Mandana Khezraei (born January 23, 1980, in Kerman) is an Iranian traditional music singer and poet.

== Life ==
Mandana Khezraei was born on January 23, 1980, in Kerman. At the age of 8, she began learning the santur under the guidance of Khalil Barahani and studied vocal radif with Hengameh Akhavan and Shahnaz Moghaddam. In 2009, she emigrated to the Philippines and later to the United States, where she currently resides.

== Works ==
She, along with Moslem Alipour, performed the concert "Atr-e Khak" (Scent of Earth) in Canada, which was broadcast on BBC Persian's music program.

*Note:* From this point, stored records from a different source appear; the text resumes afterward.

// Copyright 2014-2016 bluss and ndarray developers.
//
// Licensed under the Apache License, Version 2.0 <LICENSE-APACHE or
// http://www.apache.org/licenses/LICENSE-2.0> or the MIT license
// <LICENSE-MIT or http://opensource.org/licenses/MIT>, at your
// option. This file may not be copied, modified, or distributed
// except according to those terms.

//! Reorganizes a grid of 4-D volumes into memory-mapped "tall"
//! column-block matrices.
//!
//! The full matrix has `rows = sum of timepoints` and `cols = sum of
//! masked voxels`; it is never materialized. Columns are partitioned
//! into chunks sized to `max_doubles`, never crossing a space-block
//! boundary, each stored as a file holding two `u64` counts followed
//! by a column-major `f64` payload. Matrix products against the full
//! matrix stream one chunk at a time.

use std::fs::OpenOptions;
use std::path::{Path, PathBuf};

use log::{debug, info};
use memmap2::{Mmap, MmapMut};
use nalgebra::{DMatrix, DMatrixView, DMatrixViewMut};

use crate::error::Error;
use crate::image::OrientedImage;
use crate::kind::ScalarKind;
use crate::source::VolumeSource;
use crate::view::View;

const HEADER_BYTES: usize = 16;

/// A memory-mapped tall-chunk file. The matrix view borrows the map,
/// which owns the open file handle; dropping the `MatMap` invalidates
/// every derived view by construction.
#[derive(Debug)]
pub struct MatMap
{
    map: MapRepr,
    rows: usize,
    cols: usize,
}

#[derive(Debug)]
enum MapRepr
{
    Read(Mmap),
    Write(MmapMut),
}

impl MatMap
{
    /// Create a pre-sized chunk file and write its header.
    pub fn create(path: &Path, rows: usize, cols: usize) -> Result<MatMap, Error>
    {
        let len = HEADER_BYTES as u64 + 8 * (rows as u64) * (cols as u64);
        let file = OpenOptions::new()
            .read(true)
            .write(true)
            .create(true)
            .truncate(true)
            .open(path)
            .map_err(|e| Error::runtime(format!("creating {}: {}", path.display(), e)))?;
        file.set_len(len)
            .map_err(|e| Error::runtime(format!("sizing {}: {}", path.display(), e)))?;
        let mut map = unsafe { MmapMut::map_mut(&file) }
            .map_err(|e| Error::runtime(format!("mapping {}: {}", path.display(), e)))?;
        map[0..8].copy_from_slice(&(rows as u64).to_ne_bytes());
        map[8..16].copy_from_slice(&(cols as u64).to_ne_bytes());
        Ok(MatMap { map: MapRepr::Write(map), rows, cols })
    }

    /// Open an existing chunk read-only, validating length against the
    /// header.
    pub fn open(path: &Path) -> Result<MatMap, Error>
    {
        let file = OpenOptions::new()
            .read(true)
            .open(path)
            .map_err(|e| Error::runtime(format!("opening {}: {}", path.display(), e)))?;
        let map = unsafe { Mmap::map(&file) }
            .map_err(|e| Error::runtime(format!("mapping {}: {}", path.display(), e)))?;
        let (rows, cols) = Self::validate(&map, path)?;
        Ok(MatMap { map: MapRepr::Read(map), rows, cols })
    }

    /// Open an existing chunk for filling.
    pub fn open_mut(path: &Path) -> Result<MatMap, Error>
    {
        let file = OpenOptions::new()
            .read(true)
            .write(true)
            .open(path)
            .map_err(|e| Error::runtime(format!("opening {}: {}", path.display(), e)))?;
        let map = unsafe { MmapMut::map_mut(&file) }
            .map_err(|e| Error::runtime(format!("mapping {}: {}", path.display(), e)))?;
        let (rows, cols) = Self::validate(&map, path)?;
        Ok(MatMap { map: MapRepr::Write(map), rows, cols })
    }

    fn validate(bytes: &[u8], path: &Path) -> Result<(usize, usize), Error>
    {
        if bytes.len() < HEADER_BYTES {
            return Err(Error::runtime(format!("{} is shorter than its header", path.display())));
        }
        let rows = u64::from_ne_bytes(bytes[0..8].try_into().unwrap()) as usize;
        let cols = u64::from_ne_bytes(bytes[8..16].try_into().unwrap()) as usize;
        let want = HEADER_BYTES + 8 * rows * cols;
        if bytes.len() != want {
            return Err(Error::runtime(format!(
                "{}: header says {}x{} ({} bytes) but file is {} bytes",
                path.display(),
                rows,
                cols,
                want,
                bytes.len()
            )));
        }
        Ok((rows, cols))
    }

    #[inline]
    pub fn rows(&self) -> usize
    {
        self.rows
    }

    #[inline]
    pub fn cols(&self) -> usize
    {
        self.cols
    }

    /// Column-major matrix view of the payload.
    pub fn matrix(&self) -> DMatrixView<'_, f64>
    {
        let bytes = match &self.map {
            MapRepr::Read(m) => &m[HEADER_BYTES..],
            MapRepr::Write(m) => &m[HEADER_BYTES..],
        };
        // the payload starts 16 bytes into a page-aligned map
        let floats =
            unsafe { std::slice::from_raw_parts(bytes.as_ptr() as *const f64, self.rows * self.cols) };
        DMatrixView::from_slice(floats, self.rows, self.cols)
    }

    /// Mutable matrix view; requires a writable map.
    pub fn matrix_mut(&mut self) -> Result<DMatrixViewMut<'_, f64>, Error>
    {
        let (rows, cols) = (self.rows, self.cols);
        match &mut self.map {
            MapRepr::Read(_) => Err(Error::invalid_argument("chunk is mapped read-only")),
            MapRepr::Write(m) => {
                let bytes = &mut m[HEADER_BYTES..];
                let floats = unsafe {
                    std::slice::from_raw_parts_mut(bytes.as_mut_ptr() as *mut f64, rows * cols)
                };
                Ok(DMatrixViewMut::from_slice(floats, rows, cols))
            }
        }
    }
}

/// Inputs to [`MatrixReorg::create`]: a `time_blocks x space_blocks`
/// grid of image paths in time-major order, optional per-space-block
/// masks, and the chunking budget.
#[derive(Clone, Debug)]
pub struct ReorgConfig
{
    pub time_blocks: usize,
    pub space_blocks: usize,
    /// `space_blocks * time_blocks` paths; the image for space block
    /// `s`, time block `t` is at `s * time_blocks + t`
    pub image_paths: Vec<PathBuf>,
    /// up to `space_blocks` mask paths; missing masks are derived from
    /// the non-zero-variance voxels of the column's first image
    pub mask_paths: Vec<PathBuf>,
    /// cap on the doubles held by any one chunk
    pub max_doubles: usize,
    /// z-score each time series before writing
    pub normalize: bool,
}

/// Handle to a built (or reloaded) set of tall chunks.
#[derive(Debug)]
pub struct MatrixReorg
{
    prefix: PathBuf,
    total_rows: usize,
    total_cols: usize,
    chunk_cols: Vec<usize>,
    in_rows: Vec<usize>,
    in_cols: Vec<usize>,
}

She has also performed in live and Nowruz shows on Voice of America (VOA) and BBC Persian. During Nowruz 2018, she performed the songs "Jahane Golha" (World of Flowers) and "Ghonche Bahar" (Spring Bud) on BBC Persian. In Nowruz 2023, she performed the song "Sar Oomad Zemestoon" (Winter Is Over) alongside Ehsan Karami on VOA's "Eide Now" (New Year) program.

=== Singles ===

- "Shabe Tanhayi" (Lonely Night) – composed by Houshang Farahani
- "Bezan Baran" (Let It Rain)
- "Be Sooye To" (Toward You)
- "Hadise Vafa" (The Tale of Loyalty)
- "Sham-e Khamoosh" (Extinguished Candle)
- "Roozegare Koodaki" (Childhood Days)
- "Mah va Sang" (The Moon and the Stone)
- "Azizam" (My Dear) – featuring Tara Piraeinde

=== Albums ===

- Shabe Tanhayi (Lonely Night)

== Activities ==
During the Woman, Life, Freedom movement, Khezraei supported Iranian protesters by participating in demonstrations abroad and releasing supportive music and videos. At one protest after the Mahsa Amini demonstrations, she stated: "The winter of 1979 will soon turn into spring."

She also criticized some male artists for their reactions to Parastoo Ahmadi's performances, saying: "For over forty years, women's voices have been silenced. Where have you been?"